*DESCRIPTION OF THE TASK:* If a line of the data below holds the word "terminate", list it.

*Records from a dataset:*
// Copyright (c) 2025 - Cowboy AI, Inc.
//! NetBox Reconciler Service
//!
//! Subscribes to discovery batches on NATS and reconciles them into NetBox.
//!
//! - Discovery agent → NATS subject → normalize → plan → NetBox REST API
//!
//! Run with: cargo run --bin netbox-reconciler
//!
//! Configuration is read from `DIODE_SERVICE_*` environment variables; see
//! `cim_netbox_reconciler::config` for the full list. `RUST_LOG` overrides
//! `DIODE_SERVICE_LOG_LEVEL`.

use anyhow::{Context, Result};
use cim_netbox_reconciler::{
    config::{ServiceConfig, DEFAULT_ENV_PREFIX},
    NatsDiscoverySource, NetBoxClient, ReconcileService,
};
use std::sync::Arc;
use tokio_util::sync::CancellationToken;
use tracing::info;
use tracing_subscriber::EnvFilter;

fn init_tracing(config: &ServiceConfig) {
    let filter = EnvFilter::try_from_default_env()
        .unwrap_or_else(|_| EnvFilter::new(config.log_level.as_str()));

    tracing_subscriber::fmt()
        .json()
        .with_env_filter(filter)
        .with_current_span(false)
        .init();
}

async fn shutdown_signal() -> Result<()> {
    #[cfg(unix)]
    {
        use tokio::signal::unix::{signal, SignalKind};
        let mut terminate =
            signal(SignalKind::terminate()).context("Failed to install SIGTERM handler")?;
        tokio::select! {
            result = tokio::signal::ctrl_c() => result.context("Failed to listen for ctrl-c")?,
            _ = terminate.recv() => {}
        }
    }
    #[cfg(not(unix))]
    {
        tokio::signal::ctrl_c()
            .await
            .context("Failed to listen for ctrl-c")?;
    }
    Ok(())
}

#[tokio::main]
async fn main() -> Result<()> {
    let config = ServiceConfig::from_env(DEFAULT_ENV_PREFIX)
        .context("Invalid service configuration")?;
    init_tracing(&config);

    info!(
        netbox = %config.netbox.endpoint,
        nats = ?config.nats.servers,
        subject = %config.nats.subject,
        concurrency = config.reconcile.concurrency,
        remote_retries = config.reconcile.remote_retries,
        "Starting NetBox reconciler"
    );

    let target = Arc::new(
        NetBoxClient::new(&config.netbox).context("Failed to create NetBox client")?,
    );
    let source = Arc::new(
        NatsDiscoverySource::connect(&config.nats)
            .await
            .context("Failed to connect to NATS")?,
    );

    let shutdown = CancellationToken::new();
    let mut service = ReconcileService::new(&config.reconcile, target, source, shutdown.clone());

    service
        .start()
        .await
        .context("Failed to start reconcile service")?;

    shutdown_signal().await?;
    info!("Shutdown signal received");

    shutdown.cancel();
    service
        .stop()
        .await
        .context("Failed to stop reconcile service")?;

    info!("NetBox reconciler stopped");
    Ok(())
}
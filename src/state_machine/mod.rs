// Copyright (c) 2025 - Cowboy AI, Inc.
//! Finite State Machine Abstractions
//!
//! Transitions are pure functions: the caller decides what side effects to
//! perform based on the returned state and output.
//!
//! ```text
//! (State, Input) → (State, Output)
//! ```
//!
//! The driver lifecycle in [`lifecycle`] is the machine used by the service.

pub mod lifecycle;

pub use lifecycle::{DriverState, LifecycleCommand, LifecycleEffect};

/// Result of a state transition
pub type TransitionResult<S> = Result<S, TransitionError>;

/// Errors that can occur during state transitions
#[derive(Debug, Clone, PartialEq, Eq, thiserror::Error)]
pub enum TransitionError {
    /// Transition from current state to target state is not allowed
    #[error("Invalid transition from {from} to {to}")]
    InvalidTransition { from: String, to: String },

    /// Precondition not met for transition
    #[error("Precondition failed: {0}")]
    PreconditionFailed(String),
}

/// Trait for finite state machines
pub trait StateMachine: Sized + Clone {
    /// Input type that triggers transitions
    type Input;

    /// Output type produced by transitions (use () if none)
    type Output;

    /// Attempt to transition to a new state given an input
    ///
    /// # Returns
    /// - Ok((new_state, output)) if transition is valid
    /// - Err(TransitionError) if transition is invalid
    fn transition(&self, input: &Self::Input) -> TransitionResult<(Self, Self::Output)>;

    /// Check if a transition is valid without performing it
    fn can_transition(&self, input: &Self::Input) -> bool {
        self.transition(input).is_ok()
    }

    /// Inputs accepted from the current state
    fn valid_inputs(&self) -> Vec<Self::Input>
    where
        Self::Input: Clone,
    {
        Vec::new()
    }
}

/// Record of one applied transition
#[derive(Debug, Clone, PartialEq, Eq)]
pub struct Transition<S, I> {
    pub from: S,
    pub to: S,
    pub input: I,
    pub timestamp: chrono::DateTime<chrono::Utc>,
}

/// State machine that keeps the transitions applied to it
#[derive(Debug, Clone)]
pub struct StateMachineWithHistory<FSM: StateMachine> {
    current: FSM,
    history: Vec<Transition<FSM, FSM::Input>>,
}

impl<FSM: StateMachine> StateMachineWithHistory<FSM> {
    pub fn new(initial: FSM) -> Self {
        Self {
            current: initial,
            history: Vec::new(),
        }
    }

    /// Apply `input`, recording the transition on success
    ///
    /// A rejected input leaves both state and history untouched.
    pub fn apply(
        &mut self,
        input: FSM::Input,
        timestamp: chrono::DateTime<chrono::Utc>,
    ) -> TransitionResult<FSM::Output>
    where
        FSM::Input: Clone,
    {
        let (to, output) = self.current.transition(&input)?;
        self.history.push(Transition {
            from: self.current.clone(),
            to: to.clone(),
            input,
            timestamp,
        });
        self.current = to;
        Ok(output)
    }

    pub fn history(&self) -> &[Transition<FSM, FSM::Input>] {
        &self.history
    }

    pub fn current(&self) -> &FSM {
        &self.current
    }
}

*SOLUTION TO THIS TASK:*
        let mut terminate =
            signal(SignalKind::terminate()).context("Failed to install SIGTERM handler")?;
            _ = terminate.recv() => {}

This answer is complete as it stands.